* _Directions_
Look for the word "clone" in the entries below, then copy every line that has it.
:::
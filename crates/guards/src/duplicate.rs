use std::path::Path;
use std::sync::Arc;

use anyhow::Result;
use async_trait::async_trait;
use warden_config::DuplicateSettings;
use warden_index::walker::language_tag;
use warden_index::{
    collection_name, content_fingerprint, find_workspace_root, point_id, Embedder, PointPayload,
    QdrantClient,
};

use crate::guard::{Guard, GuardContext, SimilarMatch};
use crate::request::ToolKind;

/// Semantic near-duplicate gate. Queries the workspace's vector collection
/// for neighbors of the incoming content; a hit at or above the similarity
/// threshold blocks the write and names the existing code. New content is
/// indexed on the way through so later writes see it.
///
/// The vector store and embedding service are a best-effort safety net:
/// every infrastructure failure admits the action.
pub struct DuplicatePreventionGuard {
    embedder: Arc<dyn Embedder>,
    store: Arc<QdrantClient>,
    settings: DuplicateSettings,
}

impl DuplicatePreventionGuard {
    pub fn new(
        embedder: Arc<dyn Embedder>,
        store: Arc<QdrantClient>,
        settings: DuplicateSettings,
    ) -> Self {
        Self {
            embedder,
            store,
            settings,
        }
    }

    async fn check(
        &self,
        ctx: &mut GuardContext<'_>,
        text: &str,
        language: &'static str,
    ) -> Result<bool> {
        let file_path = ctx.request.file_path.clone();
        let start = Path::new(&file_path)
            .parent()
            .map(|p| p.to_path_buf())
            .or_else(|| std::env::current_dir().ok())
            .unwrap_or_else(|| Path::new(".").to_path_buf());
        let collection = collection_name(&find_workspace_root(&start));

        let fingerprint = content_fingerprint(text);
        let vector = self.embedder.embed(text, language).await?;

        self.store
            .ensure_collection(&collection, self.embedder.dimensions())
            .await?;

        let hits = self
            .store
            .query(&collection, &vector, self.settings.top_k)
            .await?;

        let similar: Vec<SimilarMatch> = hits
            .into_iter()
            .filter_map(|hit| {
                let payload = hit.payload?;
                // Self-matches: the same content anywhere, or the file's own
                // previous version.
                if payload.content_fingerprint == fingerprint || payload.file_path == file_path {
                    return None;
                }
                if hit.score < self.settings.similarity_threshold {
                    return None;
                }
                Some(SimilarMatch {
                    file_path: payload.file_path,
                    score: hit.score,
                })
            })
            .collect();

        if !similar.is_empty() {
            ctx.similar = similar;
            return Ok(true);
        }

        let payload = PointPayload {
            file_path: file_path.clone(),
            language: language.to_string(),
            content_fingerprint: fingerprint,
            indexed_at: chrono::Utc::now().to_rfc3339(),
        };
        self.store
            .upsert(&collection, point_id(&file_path), &vector, &payload)
            .await?;
        Ok(false)
    }
}

#[async_trait]
impl Guard for DuplicatePreventionGuard {
    fn name(&self) -> &'static str {
        "duplicate_prevention"
    }

    fn description(&self) -> &'static str {
        "Blocks near-duplicate code detected by semantic similarity"
    }

    async fn should_trigger(&self, ctx: &mut GuardContext<'_>) -> Result<bool> {
        let req = ctx.request;
        if !matches!(req.tool, ToolKind::Write | ToolKind::Edit | ToolKind::MultiEdit) {
            return Ok(false);
        }
        if !self.settings.enabled || req.file_path.is_empty() {
            return Ok(false);
        }
        let Some(language) = language_tag(Path::new(&req.file_path)) else {
            return Ok(false);
        };
        let text = req.incoming_text();
        if text.lines().count() < self.settings.min_lines {
            return Ok(false);
        }

        match self.check(ctx, &text, language).await {
            Ok(triggered) => Ok(triggered),
            Err(e) => {
                // Fail open: the gate must never block on its own
                // infrastructure.
                tracing::warn!(error = %e, "Duplicate check unavailable; admitting");
                Ok(false)
            }
        }
    }

    fn message(&self, ctx: &GuardContext<'_>) -> String {
        let mut msg = format!(
            "[{}] blocked this write to {}.\n\nNear-duplicate code already exists:\n",
            self.name(),
            ctx.request.file_path
        );
        for m in &ctx.similar {
            msg.push_str(&format!(
                "  - {} ({}% similar)\n",
                m.file_path,
                (m.score * 100.0).round() as i64
            ));
        }
        msg.push_str(
            "\nExtend or reuse the existing implementation instead of writing a \
             parallel copy. If the overlap is intentional, refactor the shared \
             part into one place first.\n\
             \nIf a human operator has explicitly approved this, re-run with\n\
             HOOK_OVERRIDE_CODE=<code from your authenticator> set in the environment.\n",
        );
        msg
    }
}

#[cfg(test)]
mod tests {
    use super::*;
    use crate::guard::GuardAction;
    use crate::request::normalize;
    use wiremock::matchers::{method, path};
    use wiremock::{Mock, MockServer, ResponseTemplate};

    const CONTENT: &str = "def calculate_total(ns):\n total = 0\n for n in ns:\n  total += n\n return total\n";

    fn write_request(file_path: &str) -> crate::request::Request {
        normalize(&format!(
            r#"{{"tool_name":"Write","tool_input":{{"file_path":{},"content":{}}}}}"#,
            serde_json::to_string(file_path).unwrap(),
            serde_json::to_string(CONTENT).unwrap()
        ))
        .unwrap()
    }

    async fn mock_embedding(server: &MockServer) {
        Mock::given(method("POST"))
            .and(path("/embed"))
            .respond_with(ResponseTemplate::new(200).set_body_json(serde_json::json!({
                "embedding": [0.5, 0.5, 0.5]
            })))
            .mount(server)
            .await;
    }

    fn guard(embed_url: String, store_url: String) -> DuplicatePreventionGuard {
        let settings = DuplicateSettings {
            embedding_dimension: 3,
            ..Default::default()
        };
        DuplicatePreventionGuard::new(
            Arc::new(warden_index::HttpEmbedder::new(embed_url, 3)),
            Arc::new(QdrantClient::new(store_url)),
            settings,
        )
    }

    #[tokio::test]
    async fn blocks_with_match_list_when_similar_code_exists() {
        let embed = MockServer::start().await;
        let store = MockServer::start().await;
        mock_embedding(&embed).await;

        Mock::given(method("GET"))
            .respond_with(ResponseTemplate::new(200).set_body_json(serde_json::json!({
                "result": {"status": "green"}
            })))
            .mount(&store)
            .await;
        Mock::given(method("POST"))
            .respond_with(ResponseTemplate::new(200).set_body_json(serde_json::json!({
                "result": [{
                    "id": 9,
                    "score": 0.87,
                    "payload": {
                        "file_path": "/repo/original.py",
                        "language": "python",
                        "content_fingerprint": "other-fingerprint",
                        "indexed_at": "2025-01-01T00:00:00Z"
                    }
                }]
            })))
            .mount(&store)
            .await;

        let guard = guard(embed.uri(), store.uri());
        let request = write_request("/repo/new.py");
        let mut ctx = GuardContext::new(&request);
        assert!(guard.should_trigger(&mut ctx).await.unwrap());

        let msg = guard.message(&ctx);
        assert!(msg.contains("/repo/original.py"));
        assert!(msg.contains("87%"));
        assert_eq!(guard.default_action(), GuardAction::Block);
    }

    #[tokio::test]
    async fn identical_content_elsewhere_is_self_match() {
        let embed = MockServer::start().await;
        let store = MockServer::start().await;
        mock_embedding(&embed).await;

        let fingerprint = content_fingerprint(CONTENT);
        Mock::given(method("GET"))
            .respond_with(ResponseTemplate::new(200).set_body_json(serde_json::json!({
                "result": {"status": "green"}
            })))
            .mount(&store)
            .await;
        Mock::given(method("POST"))
            .and(path(format!(
                "/collections/{}/points/search",
                collection_name(&find_workspace_root(Path::new("/repo")))
            )))
            .respond_with(ResponseTemplate::new(200).set_body_json(serde_json::json!({
                "result": [{
                    "id": 9,
                    "score": 0.99,
                    "payload": {
                        "file_path": "/repo/indexed.py",
                        "language": "python",
                        "content_fingerprint": fingerprint,
                        "indexed_at": "2025-01-01T00:00:00Z"
                    }
                }]
            })))
            .mount(&store)
            .await;
        // The non-duplicate path upserts the new point.
        Mock::given(method("PUT"))
            .respond_with(ResponseTemplate::new(200).set_body_json(serde_json::json!({
                "result": {"status": "acknowledged"}
            })))
            .mount(&store)
            .await;

        let guard = guard(embed.uri(), store.uri());
        let request = write_request("/repo/copy_elsewhere.py");
        let mut ctx = GuardContext::new(&request);
        assert!(!guard.should_trigger(&mut ctx).await.unwrap());
    }

    #[tokio::test]
    async fn below_threshold_scores_do_not_trigger() {
        let embed = MockServer::start().await;
        let store = MockServer::start().await;
        mock_embedding(&embed).await;

        Mock::given(method("GET"))
            .respond_with(ResponseTemplate::new(200).set_body_json(serde_json::json!({
                "result": {"status": "green"}
            })))
            .mount(&store)
            .await;
        Mock::given(method("POST"))
            .respond_with(ResponseTemplate::new(200).set_body_json(serde_json::json!({
                "result": [{
                    "id": 3,
                    "score": 0.41,
                    "payload": {
                        "file_path": "/repo/loosely_related.py",
                        "language": "python",
                        "content_fingerprint": "x",
                        "indexed_at": "2025-01-01T00:00:00Z"
                    }
                }]
            })))
            .mount(&store)
            .await;
        Mock::given(method("PUT"))
            .respond_with(ResponseTemplate::new(200).set_body_json(serde_json::json!({
                "result": {"status": "acknowledged"}
            })))
            .mount(&store)
            .await;

        let guard = guard(embed.uri(), store.uri());
        let request = write_request("/repo/new.py");
        let mut ctx = GuardContext::new(&request);
        assert!(!guard.should_trigger(&mut ctx).await.unwrap());
    }

    #[tokio::test]
    async fn infrastructure_failure_admits() {
        // No servers at these addresses: both clients fail fast.
        let guard = guard(
            "http://127.0.0.1:1".to_string(),
            "http://127.0.0.1:1".to_string(),
        );
        let request = write_request("/repo/new.py");
        let mut ctx = GuardContext::new(&request);
        assert!(!guard.should_trigger(&mut ctx).await.unwrap());
    }

    #[tokio::test]
    async fn short_or_non_source_content_is_ignored() {
        let guard = guard(
            "http://127.0.0.1:1".to_string(),
            "http://127.0.0.1:1".to_string(),
        );

        let short = normalize(
            r#"{"tool_name":"Write","tool_input":{"file_path":"/repo/x.py","content":"pass"}}"#,
        )
        .unwrap();
        let mut ctx = GuardContext::new(&short);
        assert!(!guard.should_trigger(&mut ctx).await.unwrap());

        let readme = normalize(&format!(
            r#"{{"tool_name":"Write","tool_input":{{"file_path":"/repo/README.md","content":{}}}}}"#,
            serde_json::to_string(CONTENT).unwrap()
        ))
        .unwrap();
        let mut ctx = GuardContext::new(&readme);
        assert!(!guard.should_trigger(&mut ctx).await.unwrap());
    }
}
:::
* _Answer section_
        let file_path = ctx.request.file_path.clone();
            file_path: file_path.clone(),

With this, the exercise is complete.